The purpose of the Deviation Investigator, Manufacturing, is to serve as a primary investigator for the Operations Group to ensure timely and accurate completion of high-quality manufacturing investigations and implementation of subsequent corrective actions. This will be accomplished largely through leading and conducting appropriate root-cause analyses for events and authoring investigation reports related to compounding, filling, inspection, and packaging of sterile and non-sterile pharmaceutical products.
- Own, lead, and support prompt, thorough, and well-written investigations assuring that root cause evaluations are performed in compliance with cGMPs and associated SOPs.
• Utilize technical writing strategies to ensure content is clear, concise, and complete.
• Drives investigations to timely closure through collaborative efforts with Operations, Quality Assurance, Engineering, and other functional areas, as needed.
• As needed, utilize investigational RCPS tools like 6M, Fishbone, and 5 Why’s to deliver thorough investigations.
• Observe activities on the manufacturing floor and engage with Process Owners to gain the process knowledge needed to deliver technically sound investigations.
• Work with the area owners to identify the most probable root cause(s) and determine appropriate preventive and corrective actions.
• Discuss investigations as required with regulatory agencies, quality assurance, or clients, as required
• Utilize excellent verbal and written communication skills, sound judgment and analytical skills to enable assessment of risk. Must be resourceful, self-reliant, self-motivated, and confident.

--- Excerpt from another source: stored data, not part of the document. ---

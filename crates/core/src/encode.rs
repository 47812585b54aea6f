use std::io::Cursor;
use std::path::{Path, PathBuf};
use std::process::Command;

use image::codecs::webp::WebPEncoder;
use image::imageops::FilterType;
use image::DynamicImage;

use crate::domain::{ArtifactKind, MediaKind};
use crate::error::{Error, Result};

/// What to produce from one source file.
#[derive(Debug, Clone)]
pub struct EncodeRequest<'a> {
    pub source: &'a Path,
    pub media: MediaKind,
    pub artifact: ArtifactKind,
    /// Longest edge of the output, in pixels. Sources already inside the box keep their size.
    pub max_dimension: u32,
    pub quality: u8,
}

#[derive(Debug, Clone, PartialEq, Eq)]
pub struct EncodedArtifact {
    pub bytes: Vec<u8>,
    /// File extension of the produced container, without the dot.
    pub extension: &'static str,
}

/// Turns a source file into artifact bytes. Implementations must be
/// callable from many worker threads at once.
pub trait Encoder: Send + Sync {
    fn encode(&self, request: &EncodeRequest<'_>) -> Result<EncodedArtifact>;
}

/// Images through the `image` crate (lossless WebP), videos through `ffmpeg`.
pub struct DefaultEncoder {
    ffmpeg: PathBuf,
}

impl DefaultEncoder {
    pub fn new() -> Self {
        Self::with_ffmpeg(PathBuf::from("ffmpeg"))
    }

    pub fn with_ffmpeg(ffmpeg: PathBuf) -> Self {
        Self { ffmpeg }
    }

    fn encode_image(&self, source: &Path, max_dimension: u32) -> Result<EncodedArtifact> {
        let img = image::open(source)?;
        encode_webp(fit_within(img, max_dimension))
    }

    fn video_thumbnail(&self, source: &Path, max_dimension: u32) -> Result<EncodedArtifact> {
        let frame = tempfile::Builder::new()
            .prefix(".frame")
            .suffix(".png")
            .tempfile()?;

        self.run_ffmpeg(
            source,
            &[
                "-ss", "1",
                "-i", &source.to_string_lossy(),
                "-vframes", "1",
                "-y", &frame.path().to_string_lossy(),
            ],
        )?;

        let img = image::open(frame.path())?;
        encode_webp(fit_within(img, max_dimension))
    }

    fn transcode_video(
        &self,
        source: &Path,
        max_dimension: u32,
        quality: u8,
    ) -> Result<EncodedArtifact> {
        let output = tempfile::Builder::new()
            .prefix(".transcode")
            .suffix(".mp4")
            .tempfile()?;

        let scale = format!(
            "scale='min({m},iw)':'min({m},ih)':force_original_aspect_ratio=decrease,\
             scale=trunc(iw/2)*2:trunc(ih/2)*2",
            m = max_dimension
        );
        let crf = crf_for_quality(quality).to_string();

        self.run_ffmpeg(
            source,
            &[
                "-i", &source.to_string_lossy(),
                "-vf", &scale,
                "-c:v", "libx264",
                "-preset", "medium",
                "-crf", &crf,
                "-c:a", "aac",
                "-b:a", "128k",
                "-movflags", "+faststart",
                "-y", &output.path().to_string_lossy(),
            ],
        )?;

        Ok(EncodedArtifact {
            bytes: std::fs::read(output.path())?,
            extension: "mp4",
        })
    }

    fn run_ffmpeg(&self, source: &Path, args: &[&str]) -> Result<()> {
        let output = Command::new(&self.ffmpeg)
            .args(["-hide_banner", "-loglevel", "error"])
            .args(args)
            .output()
            .map_err(|e| Error::Encode {
                path: source.to_path_buf(),
                message: if e.kind() == std::io::ErrorKind::NotFound {
                    format!("{} not found; install ffmpeg to process videos", self.ffmpeg.display())
                } else {
                    format!("failed to run ffmpeg: {e}")
                },
            })?;

        if !output.status.success() {
            return Err(Error::Encode {
                path: source.to_path_buf(),
                message: format!(
                    "ffmpeg failed: {}",
                    String::from_utf8_lossy(&output.stderr).trim()
                ),
            });
        }
        Ok(())
    }
}

impl Default for DefaultEncoder {
    fn default() -> Self {
        Self::new()
    }
}

impl Encoder for DefaultEncoder {
    fn encode(&self, request: &EncodeRequest<'_>) -> Result<EncodedArtifact> {
        tracing::debug!(
            source = %request.source.display(),
            kind = %request.artifact,
            "encoding"
        );
        match (request.media, request.artifact) {
            (MediaKind::Image, _) => self.encode_image(request.source, request.max_dimension),
            (MediaKind::Video, ArtifactKind::Thumbnail) => {
                self.video_thumbnail(request.source, request.max_dimension)
            }
            (MediaKind::Video, ArtifactKind::Optimized) => {
                self.transcode_video(request.source, request.max_dimension, request.quality)
            }
        }
    }
}

/// Shrink into a `max` x `max` box with Lanczos3, never upscale.
fn fit_within(img: DynamicImage, max: u32) -> DynamicImage {
    if max == 0 || (img.width() <= max && img.height() <= max) {
        return img;
    }
    img.resize(max, max, FilterType::Lanczos3)
}

fn encode_webp(img: DynamicImage) -> Result<EncodedArtifact> {
    // The WebP encoder only takes 8-bit RGB(A).
    let img = if img.color().has_alpha() {
        DynamicImage::ImageRgba8(img.to_rgba8())
    } else {
        DynamicImage::ImageRgb8(img.to_rgb8())
    };

    let mut bytes = Vec::new();
    img.write_with_encoder(WebPEncoder::new_lossless(Cursor::new(&mut bytes)))?;
    Ok(EncodedArtifact {
        bytes,
        extension: "webp",
    })
}

/// Map 0-100 quality onto an x264 CRF (85 -> 23).
fn crf_for_quality(quality: u8) -> u8 {
    18 + (100 - quality.min(100)) / 3
}

#[cfg(test)]
mod tests {
    use super::*;

    fn write_png(dir: &Path, name: &str, w: u32, h: u32) -> PathBuf {
        let path = dir.join(name);
        image::RgbImage::from_fn(w, h, |x, y| image::Rgb([(x % 256) as u8, (y % 256) as u8, 90]))
            .save(&path)
            .unwrap();
        path
    }

    fn request(source: &Path, artifact: ArtifactKind, max: u32) -> EncodeRequest<'_> {
        EncodeRequest {
            source,
            media: MediaKind::Image,
            artifact,
            max_dimension: max,
            quality: 85,
        }
    }

    #[test]
    fn test_image_is_downscaled_into_box() {
        let tmp = tempfile::tempdir().unwrap();
        let src = write_png(tmp.path(), "wide.png", 400, 200);

        let out = DefaultEncoder::new()
            .encode(&request(&src, ArtifactKind::Thumbnail, 100))
            .unwrap();
        assert_eq!(out.extension, "webp");

        let decoded = image::load_from_memory(&out.bytes).unwrap();
        assert_eq!((decoded.width(), decoded.height()), (100, 50));
    }

    #[test]
    fn test_small_image_is_not_upscaled() {
        let tmp = tempfile::tempdir().unwrap();
        let src = write_png(tmp.path(), "small.png", 30, 20);

        let out = DefaultEncoder::new()
            .encode(&request(&src, ArtifactKind::Optimized, 1920))
            .unwrap();
        let decoded = image::load_from_memory(&out.bytes).unwrap();
        assert_eq!((decoded.width(), decoded.height()), (30, 20));
    }

    #[test]
    fn test_corrupt_image_is_error() {
        let tmp = tempfile::tempdir().unwrap();
        let src = tmp.path().join("bad.jpg");
        std::fs::write(&src, b"not an image").unwrap();

        assert!(DefaultEncoder::new()
            .encode(&request(&src, ArtifactKind::Optimized, 100))
            .is_err());
    }

    #[test]
    fn test_missing_ffmpeg_is_encode_error() {
        let tmp = tempfile::tempdir().unwrap();
        let src = tmp.path().join("clip.mp4");
        std::fs::write(&src, b"fake video").unwrap();

        let encoder = DefaultEncoder::with_ffmpeg(PathBuf::from("/nonexistent/ffmpeg"));
        let err = encoder
            .encode(&EncodeRequest {
                source: &src,
                media: MediaKind::Video,
                artifact: ArtifactKind::Optimized,
                max_dimension: 1920,
                quality: 85,
            })
            .unwrap_err();
        assert!(matches!(err, Error::Encode { .. }));
    }

    #[test]
    fn test_crf_for_quality() {
        assert_eq!(crf_for_quality(85), 23);
        assert_eq!(crf_for_quality(100), 18);
        assert_eq!(crf_for_quality(0), 51);
    }
}
use std::path::PathBuf;

use anyhow::Result;
use comfy_table::{presets::UTF8_FULL, Cell, Color, ContentArrangement, Table};
use photocache_core::domain::TaskStatus;
use photocache_core::error::Error;
use photocache_core::Library;

use super::{display_name, optimize};

fn status_color(status: TaskStatus) -> Color {
    match status {
        TaskStatus::Running => Color::Cyan,
        TaskStatus::Paused => Color::Yellow,
        TaskStatus::Stopped => Color::Red,
        TaskStatus::Completed => Color::Green,
    }
}

pub fn ls(lib: &Library) -> Result<()> {
    let tasks = lib.get_all_tasks();
    if tasks.is_empty() {
        println!("No optimization tasks.");
        return Ok(());
    }

    let mut table = Table::new();
    table.load_preset(UTF8_FULL);
    table.set_content_arrangement(ContentArrangement::Dynamic);
    table.set_header(vec![
        Cell::new("Folder"),
        Cell::new("Status"),
        Cell::new("Progress"),
        Cell::new("Optimized"),
        Cell::new("Failed"),
        Cell::new("Path"),
    ]);

    for task in &tasks {
        table.add_row(vec![
            Cell::new(display_name(&task.folder)),
            Cell::new(task.status).fg(status_color(task.status)),
            Cell::new(format!("{}/{}", task.processed_files, task.total_files)),
            Cell::new(task.optimized_files),
            Cell::new(task.failed_files),
            Cell::new(task.folder.display()),
        ]);
    }

    println!("{table}");
    Ok(())
}

pub fn pause(lib: &Library, folder: PathBuf) -> Result<()> {
    let task = lib.pause_task(&folder)?;
    println!("Paused {} at {}/{}", display_name(&task.folder), task.processed_files, task.total_files);
    Ok(())
}

/// A paused task picks up where it left off. A stopped one (including one
/// interrupted by a previous exit) restarts over the files still missing
/// an optimized artifact.
pub async fn resume(lib: &Library, folder: PathBuf) -> Result<()> {
    match lib.resume_task(&folder) {
        Ok(task) => optimize::follow(lib, &task.folder).await,
        Err(Error::InvalidTransition {
            status: TaskStatus::Stopped,
            ..
        }) => {
            println!("Task was stopped; restarting the remaining files.");
            optimize::run(lib, folder, optimize::Mode::RetryFailed).await
        }
        Err(e) => Err(e.into()),
    }
}

pub fn stop(lib: &Library, folder: PathBuf) -> Result<()> {
    let task = lib.stop_task(&folder)?;
    println!("Stopped {} at {}/{}", display_name(&task.folder), task.processed_files, task.total_files);
    Ok(())
}

pub fn remove(lib: &Library, folder: PathBuf) -> Result<()> {
    lib.remove_optimization_task(&folder)?;
    println!("Removed task for {}", folder.display());
    Ok(())
}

• Works independently and is flexible to changing priorities. Strong personal computer skills. Must have excellent teamwork and organizational skills.
Bachelor’s degree in Science/Engineering with a minimum of 3 years of relevant experience in the pharmaceutical industry or additional education in project or documented investigational course work may be substituted for experience on a per year basis.
Experience with cGMP software such as Trackwise is preferred.